Look First to Market Values

Let us suppose that you have persuaded all your project sponsors to give honest forecasts. Although those forecasts are unbiased, they are still likely to contain errors, some positive and others negative. The average error will be zero, but that is little consolation because you want to accept only projects with truly superior profitability.

Think, for example, of what would happen if you were to jot down your estimates of the cash flows from operating various lines of business. You would probably find that about half appeared to have positive NPVs. This may not be because you personally possess any superior skill in operating jumbo jets or running a chain of laundromats but because you have inadvertently introduced large errors into your estimates of the cash flows. The more projects you contemplate, the more likely you are to uncover projects that appear to be extremely worthwhile.

What can you do to prevent forecast errors from swamping genuine information? As a senior manager, you can’t be expected to check every cash-flow forecast, but you can ask some questions to ensure that each project truly does have a positive NPV. We suggest that you begin by looking at market values.
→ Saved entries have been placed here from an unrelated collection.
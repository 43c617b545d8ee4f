//! Import graph view for operators.
//!
//! Renders the same-kind import graph of a model as Graphviz DOT, one node
//! per account and one edge per import (importer → source). This is a
//! read-only picture; cycle verdicts always come from
//! [`forms_cycle`](crate::forms_cycle), which understands subject overlap and
//! renames.

use petgraph::dot::Dot;
use petgraph::graph::{DiGraph, NodeIndex};
use petgraph::visit::EdgeRef;
use petgraph::Direction;
use std::collections::HashMap;
use std::fmt;
use tollgate_account::{AccountModel, Import, Kind};
use tollgate_core::AccountId;
use tollgate_subject::Subject;

/// Label of one import edge.
#[derive(Clone, Debug, PartialEq, Eq)]
pub struct ImportEdge {
    /// Subject requested from the source.
    pub subject: Subject,
    /// Local rename, if any.
    pub to: Option<Subject>,
}

impl From<&Import> for ImportEdge {
    fn from(import: &Import) -> Self {
        Self {
            subject: import.subject.clone(),
            to: import.to.clone(),
        }
    }
}

impl fmt::Display for ImportEdge {
    fn fmt(&self, f: &mut fmt::Formatter<'_>) -> fmt::Result {
        match &self.to {
            Some(to) if to != &self.subject => write!(f, "{} -> {}", self.subject, to),
            _ => write!(f, "{}", self.subject),
        }
    }
}

/// The import graph of one kind.
pub struct ImportGraph {
    kind: Kind,
    graph: DiGraph<AccountId, ImportEdge>,
    index: HashMap<AccountId, NodeIndex>,
}

impl ImportGraph {
    /// Builds the graph of `kind` imports in `model`.
    ///
    /// Imports whose source account is unknown are skipped.
    pub fn from_model(model: &AccountModel, kind: Kind) -> Self {
        let mut graph = DiGraph::new();
        let mut index = HashMap::with_capacity(model.len());

        for account in model.accounts() {
            let node = graph.add_node(account.id().clone());
            index.insert(account.id().clone(), node);
        }

        for account in model.accounts() {
            let from = index[account.id()];
            for import in account.imports_of(kind) {
                match index.get(&import.account) {
                    Some(&to) => {
                        graph.add_edge(from, to, ImportEdge::from(import));
                    }
                    None => log::warn!(
                        "Skipping {kind} import '{}' of '{}': unknown account '{}'",
                        import.subject,
                        account.id(),
                        import.account
                    ),
                }
            }
        }

        Self { kind, graph, index }
    }

    /// Kind of imports in this graph.
    pub fn kind(&self) -> Kind {
        self.kind
    }

    /// Number of accounts.
    pub fn node_count(&self) -> usize {
        self.graph.node_count()
    }

    /// Number of imports.
    pub fn edge_count(&self) -> usize {
        self.graph.edge_count()
    }

    /// Accounts that `account` imports from, with the import labels.
    pub fn sources_of(&self, account: &AccountId) -> Vec<(&AccountId, &ImportEdge)> {
        let Some(&node) = self.index.get(account) else {
            return Vec::new();
        };
        let mut sources: Vec<(&AccountId, &ImportEdge)> = self
            .graph
            .edges_directed(node, Direction::Outgoing)
            .map(|edge| (&self.graph[edge.target()], edge.weight()))
            .collect();
        // petgraph walks outgoing edges newest first
        sources.reverse();
        sources
    }

    /// Renders the graph in Graphviz DOT format.
    pub fn to_dot(&self) -> String {
        format!("{}", Dot::new(&self.graph))
    }
}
1. The BMW and Your Sporting Idol

The following parable should help to illustrate what we mean. Your local BMW dealer is announcing a special offer. For $85,000, you get not only a brand-new BMW 6-Series con­vertible, but also the chance to enjoy a day’s coaching from your favorite sporting hero. You wonder how much you are paying for that day.

There are two possible approaches to the problem. You could evaluate each of the BMW’s features, starting with the Turbo V8 engine and ending with the exclusive Nappa leather inte­rior, and conclude that the car is worth $80,000. This would seem to suggest that the day with your sporting hero is costing you $5,000. Alternatively, you might nip round to a couple other BMW dealers and discover that the going market price for the car is $85,000 so that the special offer is costing you nothing. As long as there is a competitive market for BMWs, the latter approach makes more sense.

Security analysts face a similar problem whenever they value a company’s stock. They must consider the information that is already known to the market about a company, and they must evaluate the information that is known only to them. The information that is known to the market is the BMW; the private information is the day with your sporting idol. Investors have already evaluated the information that is generally known. Security analysts do not need to evaluate this information again. They can start with the market price of the stock and con­centrate on valuing their private information.

While lesser mortals would instinctively accept the BMW’s market value of $85,000, the financial manager is trained to enumerate and value all the costs and benefits from an investment and is therefore tempted to substitute his or her own opinion for the market’s. Unfortunately, this approach increases the chance of error. Many capital assets are traded in a competitive market, so it makes sense to start with the market price and then ask why you can earn more than your rivals from these assets.

EXAMPLE 11.1 ● Investing in a New Department Store

We encountered a department store chain that estimated the present value of the expected cash flows from each proposed store, including the price at which it could eventually sell the store. Although the firm took considerable care with these estimates, it was disturbed to find that its conclusions were heavily influenced by the forecasted selling price of each store. Management disclaimed any particular real estate expertise, but it discovered that its investment decisions were unintentionally dominated by its assumptions about future real estate prices.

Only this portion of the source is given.